Eugenics has made somewhat of a comeback, again coated in a mantle of scientific validation around genetic discoveries. Many medical institutes are actively searching for foetal genetic tests to eradicate disability - and therefore people with disability. Pre-birth tests aim to screen for known disabilities so they can be “terminated” before birth. Disabled women and girls, especially those with intellectual disability, are still subjected to sterilisations without their consent. There is still debate around the growth attenuation (stunting growth) of children with disability, to keep them small and easier to care for, even though it raises serious ethical and human rights questions. While debate rages on, one thing is for certain – it wouldn’t even be contemplated for non-disabled children. As Findlay points out it “perpetuates the infantilisation and low expectation of people with disabilities” and “reinforces the idea that people with severe disabilities shouldn’t be afforded the growth and development opportunities, and the choice and dignity that non-disabled people are privileged to have.”

References
Bogdan Robert, 1988, Freak Show: Presenting Human Oddities for Amusement and Profit, Chicago University Press.
Campbell, Fiona Kumary, 2001, Inciting legal fictions: Disability’s date with onthology and the ableist body of the law, Griffith Law Review 10: 42-62.
Campbell, Fiona Kumary, 2009, Contours of Ableism – The Production of Disability and Ableism, Palgrave Macmillan.

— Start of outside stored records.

// ABOUTME: Registration and login route handlers
// ABOUTME: Thin handlers over RegistrationService that also set the session cookie
//
// SPDX-License-Identifier: MIT OR Apache-2.0
// Copyright (c) 2025 Gymn

use std::sync::Arc;

use axum::extract::rejection::JsonRejection;
use axum::extract::State;
use axum::http::StatusCode;
use axum::response::Response;
use axum::routing::post;
use axum::{Json, Router};
use serde::Deserialize;

use super::{json_body, with_session_cookie, ApiResponse};
use crate::errors::AppError;
use crate::server::ServerResources;
use crate::services::RegistrationForm;

/// Login body
#[derive(Debug, Deserialize)]
pub struct LoginRequest {
    /// Account email
    pub email: String,
    /// Password
    pub password: String,
}

/// Authentication routes
pub struct AuthRoutes;

impl AuthRoutes {
    /// Create registration and login routes
    pub fn routes(resources: Arc<ServerResources>) -> Router {
        Router::new()
            .route("/api/auth/register", post(Self::handle_register))
            .route("/api/auth/login", post(Self::handle_login))
            .with_state(resources)
    }

    /// Handle POST /api/auth/register
    async fn handle_register(
        State(resources): State<Arc<ServerResources>>,
        payload: Result<Json<RegistrationForm>, JsonRejection>,
    ) -> Result<Response, AppError> {
        let form = json_body(payload)?;
        let registration = resources.registration.register(form).await?;

        let secure = resources.config.environment.is_production();
        let session = registration.session.clone();
        Ok(with_session_cookie(
            ApiResponse::new(registration).with_status(StatusCode::CREATED),
            &session,
            secure,
        ))
    }

    /// Handle POST /api/auth/login
    async fn handle_login(
        State(resources): State<Arc<ServerResources>>,
        payload: Result<Json<LoginRequest>, JsonRejection>,
    ) -> Result<Response, AppError> {
        let body = json_body(payload)?;
        let session = resources
            .registration
            .login(&body.email, &body.password)
            .await?;

        let secure = resources.config.environment.is_production();
        Ok(with_session_cookie(
            ApiResponse::new(&session).with_status(StatusCode::OK),
            &session,
            secure,
        ))
    }
}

Cunneen Chris, Fraser, David, and Tomsen, Stephen (eds.), 1997, Faces of Hate: Hate Crime in Australia, Hawkins Press.
Davis, Lennard, 1997, Constructing Normalcy: The Bell Curve, the Novel, and the Invention of the Disabled Body in the Nineteenth Century in Davies, Lennard (ed.) The Disability Studies Reader, Routledge_ 9-28.
Evans, Susan, 2004, Forgotten Crimes: The Holocaust and People with Disabilities, Ivan Dee.
Findlay, Carly, 2016, Comment: Growth attenutuation infantilises people with disability, <htpp://sbs.com.au/topics/life/health/article/2016/06/24/comment-growth-attentuation-infantilises-people-disability>.
Friedlander Henry 1995, The Origins of Nazi Genocide: from Euthanasia to the Final Solution, Chapel Hill.
Garton, Stephen, 1982, ‘Bad or Mad? Developments in incarceration in NSW 1880-1920’. pp. 89-110 in Sydney Labour History Group, What Rough Beast? The State and Social Order in Australian History. Sydney: The Australian Society for the Study of Labour History and George Allen & Unwin.
McCurry, Justin, 2016, ‘Japan knife attack: stabbing at care centre leaves 19 dead’ The Guardian, Tuesday 26July 2016, < https://www.theguardian.com/world/2016/jul/25/tokyo-knife-attack-stabbing-sagamihara>.
Schweik, Susan, 2010, The Ugly Laws: Disability in Public, NYU Press.

Winzer, Margaret, 1997, Disability and Society before the Eighteenth the Century – Dread and Despair, in Davies, Lennard, (ed.) The Disability Studies Reader, Routledge: 75-109.